窄依赖会划分在同一个Stage里面，宽依赖会分布在不同的Stage里面，DAGScheduler是根据宽依赖来划分Stage的。

测试代码：

val conf: SparkConf = new SparkConf().setMaster("local[10]").setAppName(this.getClass.getCanonicalName)
val sc: SparkContext = new SparkContext(conf)
sc.setLogLevel("Warn")

println(this.getClass.getCanonicalName) // 包名 + 类名


val random=scala.util.Random
val col1=Range(1,50).map(idx=>(random.nextInt(10),s"user$idx"))
val col2=Array((0,"BJ"),(1,"SH"),(2,"GZ"),(3,"SZ"),(4,"TJ"),(5,"CQ"),(6,"HZ"),(7,"NJ"),(8,"WH"),(0,"CD"))

val rdd1:RDD[(Int,String)]=sc.makeRDD(col1)
val rdd2:RDD[(Int,String)]=sc.makeRDD(col2)

val rdd3:RDD[(Int,(String,String))]=rdd1.join(rdd2)
rdd3.count()
println(rdd3.dependencies) // 宽依赖 List(org.apache.spark.OneToOneDependency@1af1cf17)

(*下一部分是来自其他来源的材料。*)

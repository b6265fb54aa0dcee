//! Out-of-band delivery of one-time codes.
//!
//! `LogNotifier` is the local development sender: it logs the message
//! instead of delivering it. `WebhookNotifier` hands the message to a mail
//! relay over HTTP.

use crate::errors::IdentityError;
use crate::observability::hash_for_correlation;
use async_trait::async_trait;
use reqwest::Client;
use serde::Serialize;
use std::time::Duration;
use tracing::{debug, error, info, instrument, warn};

/// Timeout for a single relay request.
const RELAY_REQUEST_TIMEOUT_SECS: u64 = 10;

/// Subject line used for one-time code messages.
pub const OTP_MESSAGE_SUBJECT: &str = "CRM registration code";

#[async_trait]
pub trait Notifier: Send + Sync {
    /// Deliver `message` to `address`, or fail with `DispatchFailure`.
    async fn send(&self, address: &str, message: &str) -> Result<(), IdentityError>;
}

/// Development sender that logs instead of delivering.
#[derive(Debug, Clone, Default)]
pub struct LogNotifier;

#[async_trait]
impl Notifier for LogNotifier {
    async fn send(&self, address: &str, message: &str) -> Result<(), IdentityError> {
        info!(
            target: "identity.notifier",
            address_hash = %hash_for_correlation(address),
            "Notification send stub"
        );
        // Local operators read issued codes from here.
        debug!(target: "identity.notifier", body = %message, "Notification body");
        Ok(())
    }
}

#[derive(Debug, Serialize)]
struct RelayMessage<'a> {
    to: &'a str,
    subject: &'a str,
    body: &'a str,
}

/// Sender that POSTs `{to, subject, body}` JSON to a mail relay.
#[derive(Clone)]
pub struct WebhookNotifier {
    client: Client,
    url: String,
}

impl WebhookNotifier {
    /// # Errors
    ///
    /// Returns `IdentityError::Internal` if the HTTP client cannot be built.
    pub fn new(url: String) -> Result<Self, IdentityError> {
        let client = Client::builder()
            .timeout(Duration::from_secs(RELAY_REQUEST_TIMEOUT_SECS))
            .connect_timeout(Duration::from_secs(5))
            .build()
            .map_err(|e| {
                error!(target: "identity.notifier", error = %e, "Failed to build HTTP client");
                IdentityError::Internal
            })?;

        Ok(Self { client, url })
    }
}

#[async_trait]
impl Notifier for WebhookNotifier {
    #[instrument(skip_all, fields(address_hash = %hash_for_correlation(address)))]
    async fn send(&self, address: &str, message: &str) -> Result<(), IdentityError> {
        let payload = RelayMessage {
            to: address,
            subject: OTP_MESSAGE_SUBJECT,
            body: message,
        };

        let response = self
            .client
            .post(&self.url)
            .json(&payload)
            .send()
            .await
            .map_err(|e| {
                warn!(target: "identity.notifier", error = %e, "Relay request failed");
                IdentityError::DispatchFailure("Mail relay is unreachable".to_string())
            })?;

        let status = response.status();
        if !status.is_success() {
            warn!(target: "identity.notifier", status = %status, "Relay rejected message");
            return Err(IdentityError::DispatchFailure(format!(
                "Mail relay returned {}",
                status.as_u16()
            )));
        }

        Ok(())
    }
}

pub mod mock {
    use super::*;
    use std::sync::atomic::{AtomicBool, Ordering};
    use tokio::sync::Mutex;

    /// Records every message instead of sending it.
    #[derive(Default)]
    pub struct CapturingNotifier {
        sent: Mutex<Vec<(String, String)>>,
        failing: AtomicBool,
    }

    impl CapturingNotifier {
        pub fn new() -> Self {
            Self::default()
        }

        /// A notifier whose channel is down.
        pub fn failing() -> Self {
            let notifier = Self::default();
            notifier.set_failing(true);
            notifier
        }

        pub fn set_failing(&self, failing: bool) {
            self.failing.store(failing, Ordering::SeqCst);
        }

        /// All `(address, message)` pairs sent so far, including failed ones.
        pub async fn messages(&self) -> Vec<(String, String)> {
            self.sent.lock().await.clone()
        }

        /// The 6-digit code in the latest message sent to `address`.
        pub async fn last_code_for(&self, address: &str) -> Option<String> {
            let sent = self.sent.lock().await;
            sent.iter()
                .rev()
                .find(|(to, _)| to == address)
                .and_then(|(_, body)| {
                    body.split(|c: char| !c.is_ascii_digit())
                        .find(|run| run.len() == 6)
                        .map(str::to_string)
                })
        }
    }

    #[async_trait]
    impl Notifier for CapturingNotifier {
        async fn send(&self, address: &str, message: &str) -> Result<(), IdentityError> {
            self.sent
                .lock()
                .await
                .push((address.to_string(), message.to_string()));
            if self.failing.load(Ordering::SeqCst) {
                return Err(IdentityError::DispatchFailure(
                    "Mock channel down".to_string(),
                ));
            }
            Ok(())
        }
    }

}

val rdd4:RDD[(Int,(String,String))]=rdd1.partitionBy(new HashPartitioner(3)).join(rdd2.partitionBy(new HashPartitioner(3)))
rdd4.count()
println(rdd4.dependencies) // 窄依赖 List(org.apache.spark.OneToOneDependency@6fcd5026)

Thread.sleep(100000)
sc.stop()

输出：
cogroup.Join_Dependency$
List(org.apache.spark.OneToOneDependency@5cb445f2)
List(org.apache.spark.OneToOneDependency@24932b2d)


对应依赖：
rdd3 对应的是宽依赖
rdd4 对应的是窄依赖

Spark UI

在这里插入图片描述

代码解析：

首先join会传入被join的rdd和一个默认的分区器

/**
   * Return an RDD containing all pairs of elements with matching keys in `this` and `other`. Each
   * pair of elements will be returned as a (k, (v1, v2)) tuple, where (k, v1) is in `this` and
   * (k, v2) is in `other`. Performs a hash join across the cluster.
   */
  def join[W](other: RDD[(K, W)]): RDD[(K, (V, W))] = self.withScope {
    join(other, defaultPartitioner(self, other))
  }

下面代码，defaultNumPartitions不指定分区数，默认是电脑core数量作为分区数，指定了分区数，rdds.map(_.partitions.length).max 会选取两个rdd中最大分区数，作为join后的分区，最后new HashPartitioner(defaultNumPartitions)返回对应数量的哈希分区器。
在这里，rdd3的join会返回分区数量为10 的哈希分区器，rdd4的join 会返回我们设定的HashPartitioner(分区数目3)

/**
   * Choose a partitioner to use for a cogroup-like operation between a number of RDDs.
   *
   * If spark.default.parallelism is set, we'll use the value of SparkContext defaultParallelism
   * as the default partitions number, otherwise we'll use the max number of upstream partitions.
   *
   * When available, we choose the partitioner from rdds with maximum number of partitions. If this
   * partitioner is eligible (number of partitions within an order of maximum number of partitions
   * in rdds), or has partition number higher than or equal to default partitions number - we use
   * this partitioner.
   *
   * Otherwise, we'll use a new HashPartitioner with the default partitions number.
   *
   * Unless spark.default.parallelism is set, the number of partitions will be the same as the
   * number of partitions in the largest upstream RDD, as this should be least likely to cause
   * out-of-memory errors.
   *
   * We use two method parameters (rdd, others) to enforce callers passing at least 1 RDD.
   */
  def defaultPartitioner(rdd: RDD[_], others: RDD[_]*): Partitioner = {
    val rdds = (Seq(rdd) ++ others)
    val hasPartitioner = rdds.filter(_.partitioner.exists(_.numPartitions > 0))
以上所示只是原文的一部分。